Cooked chickpeas are a food rich in calcium because it contains 134 milligrams of calcium per 100 grams. Chickpeas, although they have a good amount of calcium, also contain oxalate and filiates that hinder their absorption.
Lentils, known to be one of the most popular iron-rich foods, are also rich in other minerals, including calcium. The amount of calcium in the lentils is 51 milligrams calcium per 100 grams of lentils.
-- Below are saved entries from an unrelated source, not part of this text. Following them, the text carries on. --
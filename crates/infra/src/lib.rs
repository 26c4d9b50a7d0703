//! Infrastructure layer: the datastore adapter contract and the in-memory
//! implementation used by tests and local development.

pub mod store;

pub use store::{Datastore, InMemoryDatastore, TxAccess};
//! Strongly-typed identifiers for the persisted record sets.

use core::str::FromStr;
use serde::{Deserialize, Serialize};
use uuid::Uuid;

use crate::error::LedgerError;

/// Identifier of a user account.
#[derive(
    Debug, Copy, Clone, PartialEq, Eq, PartialOrd, Ord, Hash, Serialize, Deserialize,
)]
#[serde(transparent)]
pub struct UserId(Uuid);

/// Identifier of a reference-catalog food item.
#[derive(
    Debug, Copy, Clone, PartialEq, Eq, PartialOrd, Ord, Hash, Serialize, Deserialize,
)]
#[serde(transparent)]
pub struct FoodItemId(Uuid);

/// Identifier of an inventory record (one lot).
#[derive(
    Debug, Copy, Clone, PartialEq, Eq, PartialOrd, Ord, Hash, Serialize, Deserialize,
)]
#[serde(transparent)]
pub struct InventoryId(Uuid);

/// Identifier of a consumption-log entry.
#[derive(
    Debug, Copy, Clone, PartialEq, Eq, PartialOrd, Ord, Hash, Serialize, Deserialize,
)]
#[serde(transparent)]
pub struct EntryId(Uuid);

macro_rules! impl_uuid_newtype {
    ($t:ty, $name:literal) => {
        impl $t {
            /// Create a fresh identifier.
            ///
            /// Uses UUIDv7 (time-ordered), which keeps id ordering usable as
            /// a stable tie-break. Prefer passing ids explicitly in tests.
            pub fn new() -> Self {
                Self(Uuid::now_v7())
            }

            pub fn from_uuid(uuid: Uuid) -> Self {
                Self(uuid)
            }

            pub fn as_uuid(&self) -> &Uuid {
                &self.0
            }
        }

        impl Default for $t {
            fn default() -> Self {
                Self::new()
            }
        }

        impl core::fmt::Display for $t {
            fn fmt(&self, f: &mut core::fmt::Formatter<'_>) -> core::fmt::Result {
                core::fmt::Display::fmt(&self.0, f)
            }
        }

        impl From<Uuid> for $t {
            fn from(value: Uuid) -> Self {
                Self(value)
            }
        }

        impl From<$t> for Uuid {
            fn from(value: $t) -> Self {
                value.0
            }
        }

        impl FromStr for $t {
            type Err = LedgerError;

            fn from_str(s: &str) -> Result<Self, Self::Err> {
                let uuid = Uuid::from_str(s).map_err(|e| {
                    LedgerError::invalid_argument(format!("{}: {}", $name, e))
                })?;
                Ok(Self(uuid))
            }
        }
    };
}

impl_uuid_newtype!(UserId, "UserId");
impl_uuid_newtype!(FoodItemId, "FoodItemId");
impl_uuid_newtype!(InventoryId, "InventoryId");
impl_uuid_newtype!(EntryId, "EntryId");
use serde::{Deserialize, Serialize};

use larder_core::{Entity, FoodItemId, LedgerResult};

/// A reference-catalog food item.
///
/// Inventory records hold at most a weak reference to a `FoodItem`: the
/// record also stores a denormalized display name, so it survives catalog
/// deletions. The ledger never writes to the catalog.
#[derive(Debug, Clone, PartialEq, Serialize, Deserialize)]
pub struct FoodItem {
    pub id: FoodItemId,
    /// Unique name within the catalog.
    pub name: String,
    pub category: String,
    /// Days from purchase to assumed expiration, used when a lot is created
    /// without an explicit expiration.
    pub default_expiration_days: u32,
    /// Average cost per unit, in the deployment's currency.
    pub avg_unit_cost: f64,
    /// Unit label (e.g. "liter", "kg") applied to lots that omit one.
    pub unit: String,
}

impl Entity for FoodItem {
    type Id = FoodItemId;

    fn id(&self) -> &FoodItemId {
        &self.id
    }
}

/// Lookup contract for the reference catalog.
///
/// Implementations are free to back this with any store; `Ok(None)` means
/// the id is unknown (callers decide whether that is an error).
pub trait FoodCatalog: Send + Sync {
    fn find_food_item(&self, id: FoodItemId) -> LedgerResult<Option<FoodItem>>;
}
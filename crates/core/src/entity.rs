//! Entity trait: identity + continuity across state changes.

/// Entity marker + minimal interface.
///
/// An entity is identified by its id, not its attribute values; two records
/// with the same id are the same entity even when their fields differ.
pub trait Entity {
    /// Strongly-typed entity identifier.
    type Id: Clone + Eq + core::hash::Hash + core::fmt::Debug;

    /// Returns the entity identifier.
    fn id(&self) -> &Self::Id;
}
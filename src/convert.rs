//! Bidirectional `wire bytes <-> human form` conversion for each [ValueKind].
//!
//! Every conversion obeys the round-trip law: `from_human(to_human(b)) == b` for every `b` that
//! is a legal wire value of its kind. `to_human` never fails for well-formed input of the
//! declared width — callers (the Enricher) are responsible for checking width first and
//! downgrading to `hex_string` on mismatch rather than calling `to_human` with the wrong width.

use std::convert::{TryFrom, TryInto};
use std::net::{Ipv4Addr, Ipv6Addr};

use serde_json::Value as Json;

use crate::registry::ValueKind;

/// A human-readable form of a TLV value: whatever the Format Bridge / CLI-adjacent caller would
/// want to display or accept as input. Numbers round-trip through `serde_json::Number` so that
/// ingest doesn't need to special-case string-vs-number formatted values.
pub type Human = Json;

#[derive(Debug, Clone, PartialEq, Eq)]
pub struct ParseError {
    pub input: String,
}

pub type Result<T> = std::result::Result<T, ParseError>;

fn parse_err(input: impl Into<String>) -> ParseError {
    ParseError { input: input.into() }
}

/// Converts wire bytes to a human-readable form for `kind`. Returns `None` if `bytes` isn't a
/// legal wire value for `kind` (wrong width for a fixed-width kind) — the Enricher treats this
/// as a downgrade signal, never a hard error.
pub fn to_human(kind: ValueKind, bytes: &[u8]) -> Option<Human> {
    match kind {
        ValueKind::Uint8 => fixed(bytes, 1).map(|b| Json::from(b[0] as u64)),
        ValueKind::Uint16 => fixed(bytes, 2).map(|b| Json::from(u16::from_be_bytes([b[0], b[1]]) as u64)),
        ValueKind::Uint32 => fixed(bytes, 4).map(|b| Json::from(u32::from_be_bytes(b.try_into().unwrap()) as u64)),
        ValueKind::Uint64 => fixed(bytes, 8).map(|b| Json::from(u64::from_be_bytes(b.try_into().unwrap()))),
        ValueKind::Int8 => fixed(bytes, 1).map(|b| Json::from(b[0] as i8 as i64)),
        ValueKind::Int16 => fixed(bytes, 2).map(|b| Json::from(i16::from_be_bytes([b[0], b[1]]) as i64)),
        ValueKind::Int32 => fixed(bytes, 4).map(|b| Json::from(i32::from_be_bytes(b.try_into().unwrap()) as i64)),
        ValueKind::Boolean => fixed(bytes, 1).map(|b| match b[0] {
            0x00 => Json::from("disabled"),
            0x01 => Json::from("enabled"),
            _ => Json::from("enabled"),
        }),
        ValueKind::String => std::str::from_utf8(bytes).ok().map(Json::from),
        ValueKind::Ipv4 => fixed(bytes, 4)
            .map(|b| Ipv4Addr::new(b[0], b[1], b[2], b[3]))
            .map(|ip| Json::from(ip.to_string())),
        ValueKind::Ipv6 => fixed(bytes, 16)
            .map(|b| {
                let mut octets = [0u8; 16];
                octets.copy_from_slice(b);
                Ipv6Addr::from(octets)
            })
            .map(|ip| Json::from(ip.to_string())),
        ValueKind::MacAddress => fixed(bytes, 6).map(|b| Json::from(format_colon_hex(b))),
        ValueKind::VendorOui => fixed(bytes, 3).map(|b| Json::from(format_colon_hex(b))),
        ValueKind::Frequency => fixed(bytes, 4).map(|b| Json::from(format_frequency(u32::from_be_bytes(b.try_into().unwrap())))),
        ValueKind::Bandwidth => fixed(bytes, 4).map(|b| Json::from(format_bandwidth(u32::from_be_bytes(b.try_into().unwrap())))),
        ValueKind::Duration => duration_to_human(bytes),
        ValueKind::Percentage => fixed(bytes, 1).map(|b| Json::from(format!("{}%", b[0]))),
        ValueKind::PowerQuarterDb => fixed(bytes, 1).map(|b| Json::from(format!("{:.2} dBmV", (b[0] as i8) as f64 / 4.0))),
        ValueKind::Oid => oid_to_human(bytes),
        ValueKind::Asn1Der => Some(Json::from(hex::encode_upper(bytes))),
        ValueKind::ServiceFlowRef => fixed(bytes, 2).map(|b| Json::from(u16::from_be_bytes([b[0], b[1]]) as u64)),
        ValueKind::Marker => fixed(bytes, 0).map(|_| Json::from("present")),
        ValueKind::HexString => Some(Json::from(format_spaced_hex(bytes))),
        ValueKind::Binary => Some(Json::from(hex::encode_upper(bytes))),
        ValueKind::Compound => None,
    }
}
//! HMAC-MD5 computation and verification for TLV 6 (CM MIC) and TLV 7 (CMTS MIC).
//!
//! Both preimages are built by a single dedicated routine ([build_preimage]) that never sees the
//! `0xFF` terminator, always substitutes a zero placeholder for the tag being computed (never a
//! previously stored value), and takes the secret only as a borrowed byte slice for the duration
//! of the call. [Secret] refuses to be formatted so the key can't end up in a log line by
//! accident.

use hmac::{Hmac, Mac};
use md5::Md5;

use crate::types::{Codec, PlainTlv, TLV_CMTS_MIC, TLV_CM_MIC};

type HmacMd5 = Hmac<Md5>;

/// The shared secret used to key a MIC HMAC. Bytes are never normalized (no trimming, no case
/// folding) and never exposed through `Debug`/`Display`.
pub struct Secret<'a>(&'a [u8]);

impl<'a> Secret<'a> {
    pub fn new(bytes: &'a [u8]) -> Self {
        Self(bytes)
    }
}

impl std::fmt::Debug for Secret<'_> {
    fn fmt(&self, f: &mut std::fmt::Formatter<'_>) -> std::fmt::Result {
        f.write_str("Secret(<redacted>)")
    }
}

/// Result of validating a stored MIC against a freshly computed one.
#[derive(Debug, Clone, PartialEq, Eq)]
pub enum MicValidation {
    Valid,
    Invalid { stored_hex: String, computed_hex: String },
    Missing,
    WrongLength { actual: usize, expected: usize },
}

/// How a caller wants an invalid MIC handled by the surrounding parse. The MIC Engine's own
/// compute/validate functions are policy-free; only the caller's higher-level parse entry point
/// consults this.
#[derive(Debug, Clone, Copy, PartialEq, Eq)]
pub enum MicPolicy {
    /// An invalid MIC fails the enclosing parse.
    Strict,
    /// An invalid MIC is logged via `tracing::warn!` and parsing continues.
    Warn,
}

/// Builds the 16-byte placeholder-inserted preimage for `mic_type` (6 or 7) over `tlvs`, after
/// stripping any existing entries of the types in `strip_types` from the list (regardless of
/// position) and inserting the literal `<mic_type, 0x10, 0x00 * 16>` marker. The result is fed to
/// HMAC-MD5, never the terminator byte.
///
/// The CM MIC strips both TLV 6 and TLV 7; the CMTS MIC strips TLV 7 only and leaves any real
/// TLV 6 in place — `strip_types` is how callers express that difference, and `insert_cm_mic`
/// lets `compute_cmts_mic` add a synthesized TLV 6 when one was genuinely absent rather than
/// present-but-stripped.
fn build_preimage(tlvs: &[PlainTlv], mic_type: u8, strip_types: &[u8], insert_cm_mic: Option<&PlainTlv>) -> Vec<u8> {
    let mut stripped: Vec<PlainTlv> = tlvs.iter().filter(|t| !strip_types.contains(&t.r#type())).cloned().collect();

    if let Some(cm) = insert_cm_mic {
        stripped.push(cm.clone());
    }

    let mut preimage = Codec::encode(&stripped, false);
    preimage.push(mic_type);
    preimage.push(0x10);
    preimage.extend_from_slice(&[0u8; 16]);
    preimage
}

fn hmac_md5(secret: &Secret, preimage: &[u8]) -> [u8; 16] {
    let mut mac = <HmacMd5 as Mac>::new_from_slice(secret.0).expect("HMAC accepts keys of any length");
    mac.update(preimage);
    let result = mac.finalize().into_bytes();
    let mut out = [0u8; 16];
    out.copy_from_slice(&result);
    out
}

/// Computes the CM MIC (TLV 6) tag: strip existing 6/7, encode the remainder, append the
/// zero-placeholder TLV 6 marker, HMAC-MD5 the result.
pub fn compute_cm_mic(tlvs: &[PlainTlv], secret: &Secret) -> [u8; 16] {
    let preimage = build_preimage(tlvs, TLV_CM_MIC, &[TLV_CM_MIC, TLV_CMTS_MIC], None);
    hmac_md5(secret, &preimage)
}

/// Computes the CMTS MIC (TLV 7) tag: strip existing 7 only, leaving any real TLV 6 in place; if
/// TLV 6 is absent, compute it first and insert it; append the zero-placeholder TLV 7 marker;
/// HMAC-MD5 the result.
pub fn compute_cmts_mic(tlvs: &[PlainTlv], secret: &Secret) -> [u8; 16] {
    let has_cm_mic = tlvs.iter().any(|t| t.r#type() == TLV_CM_MIC);

    let synthesized_cm_mic;
    let cm_mic_to_insert = if has_cm_mic {
        None
    } else {
        let tag = compute_cm_mic(tlvs, secret);
        synthesized_cm_mic = PlainTlv::new(TLV_CM_MIC, tag.to_vec());
        Some(&synthesized_cm_mic)
    };

    let preimage = build_preimage(tlvs, TLV_CMTS_MIC, &[TLV_CMTS_MIC], cm_mic_to_insert);
    hmac_md5(secret, &preimage)
}

/// Finds the value bytes of the last occurrence of `mic_type` among `tlvs`. Duplicate MIC TLVs
/// are tolerated by using the last one.
fn find_last_mic<'a>(tlvs: &'a [PlainTlv], mic_type: u8) -> Option<&'a [u8]> {
    tlvs.iter().rev().find(|t| t.r#type() == mic_type).map(|t| t.value())
}

fn validate(tlvs: &[PlainTlv], mic_type: u8, secret: Option<&Secret>, computed: impl FnOnce() -> [u8; 16]) -> MicValidation {
    let stored = match find_last_mic(tlvs, mic_type) {
        Some(v) => v,
        None => return MicValidation::Missing,
    };

    if secret.is_none() {
        // A missing secret suppresses MIC validation entirely; this isn't an error.
        return MicValidation::Valid;
    }

    if stored.len() != 16 {
        return MicValidation::WrongLength { actual: stored.len(), expected: 16 };
    }

    let computed = computed();
    if stored == computed {
        MicValidation::Valid
    } else {
        MicValidation::Invalid {
            stored_hex: hex::encode_upper(stored),
            computed_hex: hex::encode_upper(computed),
        }
    }
}

/// Validates the stored CM MIC (TLV 6) against one freshly computed over `tlvs` and `secret`.
/// `secret: None` suppresses validation (returns `Valid` unconditionally if TLV 6 is present).
pub fn validate_cm_mic(tlvs: &[PlainTlv], secret: Option<&Secret>) -> MicValidation {
    validate(tlvs, TLV_CM_MIC, secret, || compute_cm_mic(tlvs, secret.expect("checked above")))
}

/// Validates the stored CMTS MIC (TLV 7) against one freshly computed over `tlvs` and `secret`.
pub fn validate_cmts_mic(tlvs: &[PlainTlv], secret: Option<&Secret>) -> MicValidation {
    validate(tlvs, TLV_CMTS_MIC, secret, || compute_cmts_mic(tlvs, secret.expect("checked above")))
}

#[cfg(test)]
mod tests {
    use super::*;
    use pretty_assertions::assert_eq;

    fn secret() -> Vec<u8> {
        b"bindocsis_test".to_vec()
    }

    #[test]
    fn cm_mic_is_16_bytes_and_validates() {
        let tlvs = vec![PlainTlv::new(3, vec![0x01])];
        let secret_bytes = secret();
        let secret = Secret::new(&secret_bytes);
        let tag = compute_cm_mic(&tlvs, &secret);
        assert_eq!(tag.len(), 16);

        let mut with_mic = tlvs.clone();
        with_mic.push(PlainTlv::new(6, tag.to_vec()));
        assert_eq!(validate_cm_mic(&with_mic, Some(&secret)), MicValidation::Valid);
    }

    #[test]
    fn changing_a_tlv_byte_invalidates_the_mic() {
        let secret_bytes = secret();
        let secret = Secret::new(&secret_bytes);
        let tlvs = vec![PlainTlv::new(3, vec![0x01])];
        let tag = compute_cm_mic(&tlvs, &secret);

        let tampered = vec![PlainTlv::new(3, vec![0x00]), PlainTlv::new(6, tag.to_vec())];
        assert_matches::assert_matches!(validate_cm_mic(&tampered, Some(&secret)), MicValidation::Invalid { .. });
    }

    #[test]
    fn reordering_siblings_invalidates_the_mic() {
        let secret_bytes = secret();
        let secret = Secret::new(&secret_bytes);
        let tlvs = vec![PlainTlv::new(3, vec![0x01]), PlainTlv::new(2, vec![0x05])];
        let tag = compute_cm_mic(&tlvs, &secret);

        let mut reordered = vec![PlainTlv::new(2, vec![0x05]), PlainTlv::new(3, vec![0x01])];
        reordered.push(PlainTlv::new(6, tag.to_vec()));
        assert_matches::assert_matches!(validate_cm_mic(&reordered, Some(&secret)), MicValidation::Invalid { .. });
    }

    #[test]
    fn cm_and_cmts_mic_differ_for_same_secret() {
        let secret_bytes = secret();
        let secret = Secret::new(&secret_bytes);
        let tlvs = vec![PlainTlv::new(3, vec![0x01])];
        let cm = compute_cm_mic(&tlvs, &secret);
        let cmts = compute_cmts_mic(&tlvs, &secret);
        assert_ne!(cm, cmts);
    }

    #[test]
    fn cmts_mic_inserts_cm_mic_when_absent() {
        let secret_bytes = secret();
        let secret = Secret::new(&secret_bytes);
        let tlvs = vec![PlainTlv::new(3, vec![0x01])];
        let cmts_tag = compute_cmts_mic(&tlvs, &secret);

        let cm_tag = compute_cm_mic(&tlvs, &secret);
        let mut full = tlvs.clone();
        full.push(PlainTlv::new(6, cm_tag.to_vec()));
        full.push(PlainTlv::new(7, cmts_tag.to_vec()));

        assert_eq!(validate_cm_mic(&full, Some(&secret)), MicValidation::Valid);
        assert_eq!(validate_cmts_mic(&full, Some(&secret)), MicValidation::Valid);
    }

    #[test]
    fn wrong_secret_is_invalid() {
        let secret_bytes = secret();
        let secret = Secret::new(&secret_bytes);
        let tlvs = vec![PlainTlv::new(3, vec![0x01])];
        let tag = compute_cm_mic(&tlvs, &secret);

        let mut with_mic = tlvs.clone();
        with_mic.push(PlainTlv::new(6, tag.to_vec()));

        let other_secret_bytes = b"other_secret".to_vec();
        let other_secret = Secret::new(&other_secret_bytes);
        assert_matches::assert_matches!(
            validate_cm_mic(&with_mic, Some(&other_secret)),
            MicValidation::Invalid { .. }
        );
    }

    #[test]
    fn missing_mic_is_reported() {
        let tlvs = vec![PlainTlv::new(3, vec![0x01])];
        assert_eq!(validate_cm_mic(&tlvs, None), MicValidation::Missing);
    }

    #[test]
    fn missing_secret_suppresses_validation() {
        let tlvs = vec![PlainTlv::new(3, vec![0x01]), PlainTlv::new(6, vec![0u8; 16])];
        assert_eq!(validate_cm_mic(&tlvs, None), MicValidation::Valid);
    }

    #[test]
    fn wrong_length_mic_is_reported() {
        let secret_bytes = secret();
        let secret = Secret::new(&secret_bytes);
        let tlvs = vec![PlainTlv::new(3, vec![0x01]), PlainTlv::new(6, vec![0u8; 4])];
        assert_matches::assert_matches!(
            validate_cm_mic(&tlvs, Some(&secret)),
            MicValidation::WrongLength { actual: 4, expected: 16 }
        );
    }

    #[test]
    fn duplicate_mic_uses_last_occurrence() {
        let secret_bytes = secret();
        let secret = Secret::new(&secret_bytes);
        let tlvs = vec![PlainTlv::new(3, vec![0x01])];
        let correct_tag = compute_cm_mic(&tlvs, &secret);

        let mut with_dupes = tlvs.clone();
        with_dupes.push(PlainTlv::new(6, vec![0xFFu8; 16])); // wrong, earlier
        with_dupes.push(PlainTlv::new(6, correct_tag.to_vec())); // correct, last
        assert_eq!(validate_cm_mic(&with_dupes, Some(&secret)), MicValidation::Valid);
    }

    #[test]
    fn recompute_is_a_fixed_point() {
        let secret_bytes = secret();
        let secret = Secret::new(&secret_bytes);
        let tlvs = vec![PlainTlv::new(3, vec![0x01]), PlainTlv::new(2, vec![0x05])];
        let tag1 = compute_cm_mic(&tlvs, &secret);

        let mut with_mic = tlvs.clone();
        with_mic.push(PlainTlv::new(6, tag1.to_vec()));

        // Stripping and recomputing over the same base TLVs reproduces the same tag.
        let tag2 = compute_cm_mic(&tlvs, &secret);
        assert_eq!(tag1, tag2);
        assert_eq!(validate_cm_mic(&with_mic, Some(&secret)), MicValidation::Valid);
    }

    #[test]
    fn secret_is_never_in_debug_output() {
        let secret_bytes = b"super_secret_value".to_vec();
        let secret = Secret::new(&secret_bytes);
        let debug = format!("{:?}", secret);
        assert!(!debug.contains("super_secret_value"));
    }
}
As for the nutritional properties of lentils, it is also a food rich in protein, fiber, iron.
Fruits with calcium
Some nuts are also plant foods rich in calcium. Some of the nuts with more amount of calcium are nuts, hazelnuts and pistachios.
The nuts are vegetable foods very rich in calcium. The amount of calcium in nuts is such that they can replace milk in the diets of lactose intolerant people. Nuts, due to their large amount of calcium, help prevent osteoporosis since the calcium they contain helps keep bones in good condition and prevents their fragility. The nuts also help to promote proper growth and also strengthen the bones by the amount of calcium they contain.
Examples of nuts rich in calcium are almonds that have 240 milligrams of calcium per 100 grams, walnuts, with 170 milligrams per 100 grams, hazelnuts, whose calcium content is 140 milligrams per 100 grams and pistachios, which have 110 milligrams per 100 grams.
On the contrary, it should be noted the low amount of calcium they have, compared to the rest of nuts, chestnuts and dried figs.
Fruits in their natural state, also contain calcium, but in smaller quantities. Some fruits with calcium are strawberries, guava, fig, lemon, mango and apples.
Seeds with calcium
Chia contains 500% more assimilable calcium than milk.
Sesame contains more calcium than milk: 25 g of sesame cover 30% of daily needs.
Its cultivation is one of the oldest in humanity. It was widely used in ancient Egypt as a culinary ingredient. In the Hindu tradition, its seed represents the principle of life and is a symbol of immortality. In ancient Greece, Hippocrates (father of medicine), recommended it in his healing treatments.